| ||||||||||
| ||||||||||
EN ÇOK OKUNANLAR |
Nar çiçekli Büyükannem (Şahsan Ebem)-![]() 26 Mayıs 2010, 17:42 Büyükbüyükannem Ayşe ARICI’yı (Şahsan Ayşası) 12 Haziran 2007 günü kaybettik. Bir asırdır yaşadı, tarihi bir çınar böyle göçtü gitti... Aslında Yok, olan çocukluğumuzdu, yok olan büyükannemin şefkatiydi. Şimdi size kuzenim Ergün'nün Büyüanneanemin vefatıyli ilgili yazmış olduğu yazıyı paylaşıyorum. Büyükannnem 23 yıl önce (1984 yılında) eşini yani dedem Süleyman Arıcı'yı erken kaybetmişti. Bir gün evde tuhaf bir kalabalık vardı, ne olduğunu anlayamıyordum, çünkü yaşım daha 3yada4 tu. tüm akrabalar ve komsular ordaydı. Annem yine her zamanki gibi ama bu sefer hüzünlü bir tonda beni aydınlatmaya çalıştı: ’yavrum uf deden öldü’. O günden sonra bir daha dedemi camin önündeki menekşe çiçekli minderin üstünde oturmuş, gözlerini torasa dikmiş ve elinde sigarasıyla göremedim. ‘uff’ diye nitelendirdiğim hastalığı onu aramızdan alıvermişti. Ondan geriye kalan duvardaki siyah beyaz resmi ve Ayşe ebemdi. biz onu cok severdik, cok merhametliydi, çok iyiydi. Dede seni cok özledik, eminim sende bizi çok ozledin, ruhun şad olsun, Allah sana sonsuz rahmet eylesin, O’nun cennetinde seninle kavuşmak umuduyla, hoşça uyu... Kışlar sert geçiyordu. Evimiz iki katli, uzeri toprak damlı, alt katında hayvanların yasadığı bir evdi. İkinci kattaydık, yöre insaninin salma dediği evlerde, her salmada iki oda olur ve her salmada iki aile yasardı. Bizim evin birinde ebem diğerinde biz yasıyorduk. Babam askerde değildi, ama yine uzun ayrılık zamanları yaşanıyordu evimizde, babam yılın yarısı denecek bir zamanını İzmir’de çalışarak geçiriyordu. Benim camın önünde oturuşlarım çoktan geçmiş, yaşımın küçük olmasına rağmen annemin vazgeçilmez bir yardımcısı olmuştum. Bundan sonra o camın önünde menekşe çiçekli minderin üzerinde Ayşe ebemi görecektim. Bu arada ortanca kardeşim Ergin dünyaya gelmiş evimizin neşe kaynağı olmuştu. Evet, 7 yasındaydım okula başlamış bir taraftan çalışırken diğer taraftan ev islerinde pay sahibi olmaya çalışıyordum.
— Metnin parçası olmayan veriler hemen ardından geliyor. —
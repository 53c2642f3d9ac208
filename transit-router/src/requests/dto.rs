//! Data transfer objects for requests and responses.

use std::collections::BTreeMap;

use serde::{Deserialize, Serialize};

use crate::domain::{BusStats, Route, RouteItem};

/// Error message for a missing bus, stop or route.
pub const NOT_FOUND: &str = "not found";

/// Declare a stop.
#[derive(Debug, Clone, PartialEq, Deserialize)]
pub struct StopRequest {
    pub name: String,

    /// Degrees
    pub latitude: f64,

    /// Degrees
    pub longitude: f64,

    /// Road distance in meters to each neighbouring stop
    #[serde(default)]
    pub road_distances: BTreeMap<String, u32>,
}

/// Declare a bus.
#[derive(Debug, Clone, PartialEq, Deserialize)]
pub struct BusRequest {
    pub name: String,

    /// Stops in driving order
    pub stops: Vec<String>,

    /// True for a circular route, false for there-and-back
    pub is_roundtrip: bool,
}

/// Routing settings block.
#[derive(Debug, Clone, Copy, PartialEq, Deserialize)]
pub struct SettingsRequest {
    /// Minutes
    pub bus_wait_time: f64,

    /// km/h
    pub bus_velocity: f64,
}

/// A mutating request from the `base_requests` list.
#[derive(Debug, Clone, PartialEq, Deserialize)]
#[serde(tag = "type")]
pub enum BaseRequest {
    Stop(StopRequest),
    Bus(BusRequest),
}

/// A query from the `stat_requests` list.
#[derive(Debug, Clone, PartialEq, Deserialize)]
#[serde(tag = "type")]
pub enum StatRequest {
    /// Statistics of one bus
    Bus { name: String, id: i64 },
    /// Buses serving one stop
    Stop { name: String, id: i64 },
    /// Fastest route between two stops
    Route { from: String, to: String, id: i64 },
}

impl StatRequest {
    pub fn id(&self) -> i64 {
        match self {
            StatRequest::Bus { id, .. }
            | StatRequest::Stop { id, .. }
            | StatRequest::Route { id, .. } => *id,
        }
    }
}

/// Every request the catalog understands.
#[derive(Debug, Clone, PartialEq)]
pub enum Request {
    AddStop(StopRequest),
    AddBus(BusRequest),
    SetSettings(SettingsRequest),
    Query(StatRequest),
}

impl From<BaseRequest> for Request {
    fn from(request: BaseRequest) -> Self {
        match request {
            BaseRequest::Stop(stop) => Request::AddStop(stop),
            BaseRequest::Bus(bus) => Request::AddBus(bus),
        }
    }
}

impl From<SettingsRequest> for Request {
    fn from(settings: SettingsRequest) -> Self {
        Request::SetSettings(settings)
    }
}

impl From<StatRequest> for Request {
    fn from(query: StatRequest) -> Self {
        Request::Query(query)
    }
}

/// A complete request document.
#[derive(Debug, Clone, PartialEq, Default, Deserialize)]
pub struct RequestDocument {
    #[serde(default)]
    pub base_requests: Vec<BaseRequest>,

    #[serde(default)]
    pub routing_settings: Option<SettingsRequest>,

    #[serde(default)]
    pub stat_requests: Vec<StatRequest>,
}

/// Answer to one query.
#[derive(Debug, Clone, PartialEq, Serialize)]
pub struct Response {
    pub request_id: i64,

    #[serde(flatten)]
    pub body: ResponseBody,
}

impl Response {
    pub fn new(request_id: i64, body: ResponseBody) -> Self {
        Self { request_id, body }
    }

    pub fn not_found(request_id: i64) -> Self {
        Self::new(request_id, ResponseBody::not_found())
    }
}

/// Query-specific response fields.
#[derive(Debug, Clone, PartialEq, Serialize)]
#[serde(untagged)]
pub enum ResponseBody {
    BusStats {
        stop_count: usize,
        unique_stop_count: usize,
        /// Road length in whole meters
        route_length: i64,
        curvature: f64,
    },
    StopBuses {
        buses: Vec<String>,
    },
    Route {
        /// Minutes
        total_time: f64,
        items: Vec<RouteItemResult>,
    },
    Error {
        error_message: String,
    },
}

impl ResponseBody {
    pub fn not_found() -> Self {
        ResponseBody::Error {
            error_message: NOT_FOUND.to_string(),
        }
    }
}

impl From<BusStats> for ResponseBody {
    fn from(stats: BusStats) -> Self {
        ResponseBody::BusStats {
            stop_count: stats.stop_count,
            unique_stop_count: stats.unique_stop_count,
            // Truncated towards zero
            route_length: stats.length.road as i64,
            curvature: stats.length.curvature(),
        }
    }
}

impl From<Route> for ResponseBody {
    fn from(route: Route) -> Self {
        ResponseBody::Route {
            total_time: route.total_time(),
            items: route
                .into_items()
                .into_iter()
                .map(RouteItemResult::from)
                .collect(),
        }
    }
}

/// One itinerary step in a route response.
#[derive(Debug, Clone, PartialEq, Serialize)]
#[serde(tag = "type")]
pub enum RouteItemResult {
    Wait {
        stop_name: String,
        time: f64,
    },
    Bus {
        bus: String,
        span_count: usize,
        time: f64,
    },
}

impl From<RouteItem> for RouteItemResult {
    fn from(item: RouteItem) -> Self {
        match item {
            RouteItem::Wait { stop_name, time } => RouteItemResult::Wait { stop_name, time },
            RouteItem::Bus {
                bus,
                span_count,
                time,
            } => RouteItemResult::Bus {
                bus,
                span_count,
                time,
            },
        }
    }
}
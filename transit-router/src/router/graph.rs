//! Directed weighted graph of wait and travel edges.

/// Index of a vertex in a [`Graph`].
#[derive(Debug, Clone, Copy, PartialEq, Eq, Hash, PartialOrd, Ord)]
pub struct VertexId(pub usize);

/// Index of an edge in a [`Graph`].
#[derive(Debug, Clone, Copy, PartialEq, Eq, Hash, PartialOrd, Ord)]
pub struct EdgeId(pub usize);

/// The two vertices of one stop.
#[derive(Debug, Clone, Copy, PartialEq, Eq)]
pub struct StopVertices {
    /// Reached by riding a bus to the stop
    pub arrival: VertexId,
    /// Left by boarding a bus at the stop
    pub departure: VertexId,
}

/// What an edge stands for in an itinerary.
#[derive(Debug, Clone, PartialEq)]
pub enum EdgeKind {
    /// Waiting at `stop`, from its arrival vertex to its departure vertex
    Wait { stop: String },
    /// Riding `bus` across `span_count` hops without alighting
    Travel { bus: String, span_count: usize },
}

/// A directed edge weighted in minutes.
#[derive(Debug, Clone, PartialEq)]
pub struct Edge {
    pub from: VertexId,
    pub to: VertexId,
    pub weight: f64,
    pub kind: EdgeKind,
}

/// Adjacency-list graph. Vertices are dense indices; parallel edges are
/// allowed.
#[derive(Debug, Clone, Default)]
pub struct Graph {
    edges: Vec<Edge>,
    outgoing: Vec<Vec<EdgeId>>,
}

impl Graph {
    /// Create a graph with `vertex_count` vertices and no edges.
    pub fn with_vertices(vertex_count: usize) -> Self {
        Self {
            edges: Vec::new(),
            outgoing: vec![Vec::new(); vertex_count],
        }
    }

    /// Add an edge and return its id.
    ///
    /// # Panics
    ///
    /// Panics if either endpoint is not a vertex of this graph.
    pub(crate) fn add_edge(&mut self, edge: Edge) -> EdgeId {
        assert!(
            edge.from.0 < self.outgoing.len() && edge.to.0 < self.outgoing.len(),
            "edge endpoint out of range"
        );
        let id = EdgeId(self.edges.len());
        self.outgoing[edge.from.0].push(id);
        self.edges.push(edge);
        id
    }

    pub fn vertex_count(&self) -> usize {
        self.outgoing.len()
    }

    pub fn edge_count(&self) -> usize {
        self.edges.len()
    }

    /// Returns the edge with the given id.
    pub fn edge(&self, id: EdgeId) -> &Edge {
        &self.edges[id.0]
    }

    /// Edges leaving `vertex`.
    pub fn out_edges(&self, vertex: VertexId) -> impl Iterator<Item = (EdgeId, &Edge)> {
        self.outgoing[vertex.0]
            .iter()
            .map(move |&id| (id, &self.edges[id.0]))
    }

    pub fn edges(&self) -> impl Iterator<Item = &Edge> {
        self.edges.iter()
    }
}
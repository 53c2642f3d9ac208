//! Stop types.

use std::collections::{BTreeSet, HashMap};

use super::Coordinates;

/// A bus stop known to the network.
///
/// A stop entry can exist before it is declared: a neighbour's road
/// distance or a bus route may mention it first. Such a stop has no
/// coordinates until it is declared.
#[derive(Debug, Clone, Default)]
pub struct Stop {
    name: String,
    coordinates: Option<Coordinates>,
    buses: BTreeSet<String>,
    road_distances: HashMap<String, u32>,
}

impl Stop {
    /// Create an undeclared stop with the given name.
    pub fn new(name: impl Into<String>) -> Self {
        Self {
            name: name.into(),
            ..Self::default()
        }
    }

    /// Returns the stop name.
    pub fn name(&self) -> &str {
        &self.name
    }

    /// Returns the coordinates if the stop has been declared.
    pub fn coordinates(&self) -> Option<&Coordinates> {
        self.coordinates.as_ref()
    }

    /// Returns true once the stop has been declared with coordinates.
    pub fn is_declared(&self) -> bool {
        self.coordinates.is_some()
    }

    /// Names of the buses serving this stop, sorted.
    pub fn buses(&self) -> &BTreeSet<String> {
        &self.buses
    }

    /// Declared road distance to a neighbouring stop in meters.
    pub fn road_distance_to(&self, neighbour: &str) -> Option<u32> {
        self.road_distances.get(neighbour).copied()
    }

    /// Sets (or overwrites) the coordinates.
    pub(crate) fn set_coordinates(&mut self, coordinates: Coordinates) {
        self.coordinates = Some(coordinates);
    }

    /// Records a bus serving this stop.
    pub(crate) fn add_bus(&mut self, bus: impl Into<String>) {
        self.buses.insert(bus.into());
    }

    /// Sets the road distance to a neighbour, overwriting any previous value.
    pub(crate) fn set_road_distance(&mut self, neighbour: impl Into<String>, meters: u32) {
        self.road_distances.insert(neighbour.into(), meters);
    }

    /// Sets the road distance to a neighbour only if none is recorded yet.
    ///
    /// Returns true if the distance was inserted.
    pub(crate) fn mirror_road_distance(&mut self, neighbour: &str, meters: u32) -> bool {
        if self.road_distances.contains_key(neighbour) {
            return false;
        }
        self.road_distances.insert(neighbour.to_string(), meters);
        true
    }
}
Ben okula başladığımda elektriklerimiz hala yoktu, lambanin önünde otururduk, direkler yeni dikilmeye başlamıştı, bir gün yukarı çeşmenin(bugünkü hacomarın evinin önündeki çeşme) önüne dikilen direğin tellerinin artik parçalarını toplayıp eve getirmiş, sevinçle ‘anne bak tel getirdim artik bizimde elektriğimiz olacak’ demişim. ama elektrik için tellerin yeterli olmadığını sonralarda anlamış 3-4 yıl daha beklemek zorunda kalmıştık. Daha önceleri aksam oturmalarının mekânı ebemlerin salmasıyken, simdi yeni mekân bizim salmaydı. Ebem aksamları bizden tarafa gelir, oturup yatmak için kendi tarafına geçerdi. Bu değişiklikteki temel nedenin uff dedemin olmayışı olduğunu biliyorduk.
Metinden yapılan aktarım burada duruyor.